10 Rules For Not Using a Phone Case

I have a theory about Apple and the iPhone.  That phone looks so dang cool without a case on.  Especially if you recently upgraded to the 5S in goooold (that was an Austin Powers reference).  It’s a real travesty to have to cover up the coolness with a bulky case.  Since upgrading, I’ve held off from buying a case and have yet to get a single scratch on my phone, so I think I’m pretty well qualified to give you the rules you must follow if, like me, you refuse to cover that gold (or “space gray”) with a case.

Gold iPhone

1. Don’t drunk text.

And for a number of reasons, not just to protect your phone.  If you’re in a crowded bar and/or you’ve maybe had a few too many, it’s probably a good time to put your phone away.  You can pay attention to the people you’re out with instead.

2. Don’t toss your phone onto anything even remotely bouncy.

This includes your bed, your couch, a chair or the seat of your car.  I mean maybe I just have a terrible arm, but it’s easy to overestimate the force of your arm/distance to bouncy surface and before you know it, your phone has crashed onto the floor, which most likely isn’t made of feathers but something a little harder.

3. Don’t put your phone down near anything liquid.

At home, I typically eat on the couch in front of the TV (so sue me) off a foldable table that’s missing the rubber piece on the end of one of the four legs, which makes it both wobbly and hard to slide across our hardwood floors.  I feel anxious just thinking about sitting a full glass of water next to my phone on that unreliable contraption.

4. Put your phone somewhere other than your lap while driving.

Not that you should even be using that thing while you’re behind the wheel, but on the off chance you need it close by for directions, don’t do that thing where you keep in in your lap.  Inevitably, you will forget it’s there and get out of the car.  Then your phone will clatter onto the street, get all scrapped up and you will cry.  Or worse, it will fall into a puddle of water on the street curb.  Been there, done that…

5. Pay attention if you use your phone at the gym.

One time, I was using my iPod on the treadmill and the thing fell off, took a little ride down the track of the treadmill, got caught in that spot between the track and the side of the machine and basically got major treadmill burn while the track continued to spin.  The rubber case I had on it was completely burned off on one side.  I think I would throw up if that happened to my phone.  If you’re going to use it at the gym, make sure it’s somewhere it can’t fall.

6. Don’t let little ones play with your phone.

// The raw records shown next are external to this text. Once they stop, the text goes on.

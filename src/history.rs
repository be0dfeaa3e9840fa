use crate::plate::Plate;
use serde::{Deserialize, Serialize};

/// Linear undo/redo log over whole-plate snapshots. Every mutation derives a
/// complete new plate from the current one and commits it here; there is no
/// partial/patch history. The cursor is always a valid index, and a commit
/// truncates everything after it, so redo after a divergent edit is
/// impossible.
#[derive(Debug, Clone, PartialEq, Serialize, Deserialize)]
pub struct PlateHistory {
    snapshots: Vec<Plate>,
    cursor: usize,
}

impl PlateHistory {
    pub fn new(initial: Plate) -> Self {
        Self {
            snapshots: vec![initial],
            cursor: 0,
        }
    }

    /// The plate at the cursor.
    pub fn current(&self) -> &Plate {
        &self.snapshots[self.cursor]
    }

    #[inline(always)]
    pub fn can_undo(&self) -> bool {
        self.cursor > 0
    }

    #[inline(always)]
    pub fn can_redo(&self) -> bool {
        self.cursor + 1 < self.snapshots.len()
    }

    #[inline(always)]
    pub fn len(&self) -> usize {
        self.snapshots.len()
    }

    #[inline(always)]
    pub fn is_empty(&self) -> bool {
        // At least the initial snapshot is always present.
        false
    }

    pub fn commit(&mut self, next: Plate) {
        self.snapshots.truncate(self.cursor + 1);
        self.snapshots.push(next);
        self.cursor = self.snapshots.len() - 1;
    }

    /// Moves the cursor back one snapshot; no-op at the beginning.
    pub fn undo(&mut self) -> bool {
        if self.can_undo() {
            self.cursor -= 1;
            true
        } else {
            false
        }
    }

    /// Moves the cursor forward one snapshot; no-op at the end.
    pub fn redo(&mut self) -> bool {
        if self.can_redo() {
            self.cursor += 1;
            true
        } else {
            false
        }
    }
}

I’m sure, like me, you’ve seen kids that are better with electronics than some adults you know, but they also think everything should go in their mouth and don’t yet understand the concept of money or just how much phones can cost if you have to replace them.  If you knew my niece and nephew’s track record with phones, you’d know why I don’t trust them with mine.

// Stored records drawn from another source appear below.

use crate::checkerboard::{self, CheckerboardConfig};
use crate::plate_format::PlateFormat;
use crate::well::{CheckerboardSlot, Well};
use lazy_static::lazy_static;
use regex::Regex;
use serde::{Deserialize, Serialize};

/// Saturated multi-hue scale for on-screen concentration display.
pub const CONCENTRATION_COLOR_SCALE: [&str; 9] = [
    "#ffffd9", "#edf8b1", "#c7e9b4", "#7fcdbb", "#41b6c4", "#1d91c0", "#225ea8", "#253494",
    "#081d58",
];

/// Grayscale scale for publication-style figures.
pub const PUBLICATION_COLOR_SCALE: [&str; 9] = [
    "#ffffff", "#f0f0f0", "#d9d9d9", "#bdbdbd", "#969696", "#737373", "#525252", "#252525",
    "#000000",
];

/// Raw intensities are remapped to [0.25, 1.0] so the lowest nonzero
/// concentration stays visually distinguishable from an empty well.
const BASE_INTENSITY: f64 = 0.25;

#[derive(Debug, Clone, Copy, PartialEq, Eq, Default, Serialize, Deserialize)]
#[serde(rename_all = "lowercase")]
pub enum Theme {
    #[default]
    Light,
    Dark,
    Publication,
}

impl Theme {
    pub fn concentration_palette(self) -> &'static [&'static str; 9] {
        match self {
            Theme::Publication => &PUBLICATION_COLOR_SCALE,
            Theme::Light | Theme::Dark => &CONCENTRATION_COLOR_SCALE,
        }
    }
}

lazy_static! {
    static ref HEX_COLOR: Regex =
        Regex::new(r"^#?([0-9a-fA-F]{2})([0-9a-fA-F]{2})([0-9a-fA-F]{2})$")
            .expect("hex color regex");
}

#[derive(Debug, Clone, Copy, PartialEq, Eq)]
pub struct Rgb {
    pub r: u8,
    pub g: u8,
    pub b: u8,
}

impl Rgb {
    pub const WHITE: Rgb = Rgb {
        r: 255,
        g: 255,
        b: 255,
    };

    pub fn from_hex(hex: &str) -> Option<Self> {
        let caps = HEX_COLOR.captures(hex)?;
        let channel = |i: usize| u8::from_str_radix(&caps[i], 16).ok();
        Some(Self {
            r: channel(1)?,
            g: channel(2)?,
            b: channel(3)?,
        })
    }

    pub fn to_hex(self) -> String {
        format!("#{:02x}{:02x}{:02x}", self.r, self.g, self.b)
    }

    /// Linear interpolation from `self` toward `other` by `factor` in [0,1].
    pub fn interpolate(self, other: Rgb, factor: f64) -> Rgb {
        let lerp = |a: u8, b: u8| (a as f64 + factor * (b as f64 - a as f64)).round() as u8;
        Rgb {
            r: lerp(self.r, other.r),
            g: lerp(self.g, other.g),
            b: lerp(self.b, other.b),
        }
    }

    /// Channel-wise weighted average; `weight` is the share of `other`.
    pub fn mix(self, other: Rgb, weight: f64) -> Rgb {
        let w1 = 1.0 - weight;
        let avg = |a: u8, b: u8| (a as f64 * w1 + b as f64 * weight).round() as u8;
        Rgb {
            r: avg(self.r, other.r),
            g: avg(self.g, other.g),
            b: avg(self.b, other.b),
        }
    }
}

/// Palette index for a concentration ratio in [0,1].
pub fn scale_index(ratio: f64, palette_len: usize) -> usize {
    ((ratio * palette_len as f64).floor() as usize).min(palette_len - 1)
}

/// Linear-scale color for a well relative to the plate-wide maximum, or
/// `None` when the well (or the plate) carries no concentration.
pub fn linear_scale_color(concentration: f64, max: f64, theme: Theme) -> Option<&'static str> {
    if concentration <= 0.0 || max <= 0.0 {
        return None;
    }
    let palette = theme.concentration_palette();
    Some(palette[scale_index(concentration / max, palette.len())])
}

fn adjusted_intensity(raw: f64) -> f64 {
    if raw <= 0.0 {
        return 0.0;
    }
    BASE_INTENSITY + (1.0 - BASE_INTENSITY) * raw
}

/// Blended color for a well of a generated checkerboard, or `None` for wells
/// outside the assay (controls, untouched wells); callers fall back to the
/// linear scale or a neutral default. Each drug's intensity interpolates its
/// base color from white; combination wells average the two at equal weight.
pub fn checkerboard_well_color(
    well: &Well,
    config: &CheckerboardConfig,
    format: &PlateFormat,
) -> Option<String> {
    let color_a = Rgb::from_hex(&config.color_a)?;
    let color_b = Rgb::from_hex(&config.color_b)?;

    let mut conc_a = 0.0;
    let mut conc_b = 0.0;
    match checkerboard::classify_well(well, config)? {
        CheckerboardSlot::DrugA => conc_a = well.concentration,
        CheckerboardSlot::DrugB => conc_b = well.concentration,
        CheckerboardSlot::Combination => {
            // Drug A's value is the stored one; drug B's is derived from
            // column position.
            conc_a = well.concentration;
            let (_, col_index) = format.parse_well_id(&well.id)?;
            conc_b = config.conc_b_for_column(col_index, format.cols());
        }
    }

    let raw_a = if config.max_conc_a > 0.0 {
        conc_a / config.max_conc_a
    } else {
        0.0
    };
    let raw_b = if config.max_conc_b > 0.0 {
        conc_b / config.max_conc_b
    } else {
        0.0
    };
    if raw_a <= 0.0 && raw_b <= 0.0 {
        return None;
    }

    let shade_a = Rgb::WHITE.interpolate(color_a, adjusted_intensity(raw_a));
    let shade_b = Rgb::WHITE.interpolate(color_b, adjusted_intensity(raw_b));
    let color = if raw_a > 0.0 && raw_b > 0.0 {
        shade_a.mix(shade_b, 0.5)
    } else if raw_a > 0.0 {
        shade_a
    } else {
        shade_b
    };
    Some(color.to_hex())
}

/// Black or white, whichever contrasts with the given background.
pub fn contrasting_text_color(hex: &str) -> &'static str {
    let Some(rgb) = Rgb::from_hex(hex) else {
        return "#000000";
    };
    let luminance =
        (0.299 * rgb.r as f64 + 0.587 * rgb.g as f64 + 0.114 * rgb.b as f64) / 255.0;
    if luminance > 0.5 { "#000000" } else { "#FFFFFF" }
}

7. Use caution when giving your phone to another person.

Can’t even tell you the number of times I say “and don’t drop that gold iPhone” under my breath, every time I ask a stranger to take a picture.  Not that anyone ever has dropped it, but you never know.  I’d just use your best judgment on that one.  A drunk stranger at the bar or someone carrying a phone that doesn’t even have a camera probably isn’t the best person to ask.

8. If you’re carrying a bunch of stuff, put your phone in your pocket.

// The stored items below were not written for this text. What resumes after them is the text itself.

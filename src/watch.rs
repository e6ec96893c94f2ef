use std::time::Duration;

use tracing::{debug, error, info};

use crate::{
    error::Error,
    line::LineId,
    lock::{Acquisition, AdvisoryLock, LockToken},
    script::InitScript,
    serial::{error::DeviceError, session::Device, SerialMessage},
};

/// How long to leave the device alone after sending a command,
/// or after finding the lock taken.
pub const PAUSE: Duration = Duration::from_secs(1);

/// The most bytes logged per read.
pub const READ_BUFFER_LEN: usize = 1024;

/// Waiting between steps of the loop.
pub trait Pace {
    /// Wait for `duration`.
    fn pause(&mut self, duration: Duration);
}

/// Pacing by sleeping the thread.
#[derive(Debug, Default, Clone, Copy)]
pub struct Sleep;

impl Pace for Sleep {
    fn pause(&mut self, duration: Duration) {
        std::thread::sleep(duration);
    }
}

/// Whether the device can be trusted to be set up the way we left it.
#[derive(Debug, Clone, Copy, PartialEq, Eq)]
pub enum MonitorState {
    /// The device must be reconfigured and the init script (re)sent,
    /// starting at `cursor`.
    /// Only a cursor of zero reconfigures the device.
    NeedsInit {
        /// The next command to send.
        cursor: usize,
    },

    /// The init script has been sent in full during one unbroken run of lock holds.
    Ready,
}

impl MonitorState {
    /// The state everything starts in, and falls back to on contention.
    pub const START: Self = Self::NeedsInit { cursor: 0 };
}

/// What a single step of the loop did.
#[derive(Debug, Clone, PartialEq, Eq)]
pub enum Step {
    /// We held the lock for a while.
    Held {
        /// The init command sent, if any.
        sent: Option<usize>,

        /// What was read, if there was input.
        read: Option<SerialMessage>,
    },

    /// Somebody else had the lock.
    Contended,

    /// The lock could not be taken for another reason.
    LockFailed,
}

/// Watches a line, taking turns with other programs that follow the same lock convention.
#[derive(Debug)]
pub struct Watcher<L, D, P> {
    line: LineId,
    lock: L,
    device: D,
    pace: P,
    script: InitScript,
    state: MonitorState,
}

impl<L, D, P> Watcher<L, D, P>
where
    L: AdvisoryLock,
    D: Device,
    P: Pace,
{
    /// Create a watcher which will start by (re)initializing the device.
    pub fn new(line: LineId, lock: L, device: D, pace: P, script: InitScript) -> Self {
        Self {
            line,
            lock,
            device,
            pace,
            script,
            state: MonitorState::START,
        }
    }

    /// The current state.
    pub fn state(&self) -> MonitorState {
        self.state
    }

    /// Watch forever.
    /// Only returns on a fatal error.
    pub fn run(&mut self) -> Result<(), Error> {
        loop {
            self.step()?;
        }
    }

    /// Wait for input if there is nothing to initialize,
    /// then take the lock and do whatever is due.
    pub fn step(&mut self) -> Result<Step, Error> {
        if self.state == MonitorState::Ready {
            debug!("Waiting for input");
            self.device.wait_readable()?;
        }

        match self.lock.acquire(&self.line) {
            Ok(Acquisition::Acquired(token)) => {
                debug!(%token, "Acquired lock");

                let held = self.while_held();
                self.release(&token);

                Ok(held?)
            }
            Ok(Acquisition::InUse { owner }) => {
                debug!(?owner, "Lock in use; sleeping");
                self.pace.pause(PAUSE);

                // Whoever had the line may have changed its settings.
                self.state = MonitorState::START;

                Ok(Step::Contended)
            }
            Err(e) => {
                error!(?e, "Lock error");
                self.pace.pause(PAUSE);

                Ok(Step::LockFailed)
            }
        }
    }

    fn while_held(&mut self) -> Result<Step, DeviceError> {
        let mut sent = None;

        if let MonitorState::NeedsInit { mut cursor } = self.state {
            if cursor == 0 {
                self.device.reconfigure()?;
            }

            if let Some(command) = self.script.get(cursor) {
                debug!(cursor, command = ?String::from_utf8_lossy(command), "Write");
                self.device.send(command)?;

                sent = Some(cursor);
                cursor += 1;

                // Let the device digest the command before the next one.
                self.pace.pause(PAUSE);
            }

            self.state = if cursor >= self.script.len() {
                info!("Initialization done");
                MonitorState::Ready
            } else {
                MonitorState::NeedsInit { cursor }
            };
        }

        let mut read = None;

        if self.device.has_input()? {
            let mut buf = [0u8; READ_BUFFER_LEN];
            let n = self.device.read(&mut buf)?;
            debug!("Read {n} bytes");

            let message = SerialMessage::new_lossy(&buf[..n]);
            info!("{message}");

            read = Some(message);
        }

        Ok(Step::Held { sent, read })
    }

    fn release(&mut self, token: &LockToken) {
        match self.lock.release(&token.line) {
            Ok(()) => debug!("Lock released"),
            Err(e) => error!(?e, "Lock release error"),
        }
    }
}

I mean seems like a no-brainer right?  For some reason, I always find myself carrying a bunch of stuff from my car to the house — keys, random trash, purse, water bottle, etc. — and then trying to hold onto all those things while opening a locked door = accident waiting to happen.  If you’re going to drop something, let it be that trash and not your phone.

9. Your phone and your keys aren’t friends.

As in, don’t put them in the same pocket, because that’s the perfect recipe for a bunch of scratches on your phone.

10. Mind your charger.

Without fail, whenever I charge my phone at my desk, my charger manages to get wrapped around the arm of my chair so anytime I move my chair, my phone gets dragged along with it.  Thankfully, I’ve managed to notice before any major phone accidents have occurred.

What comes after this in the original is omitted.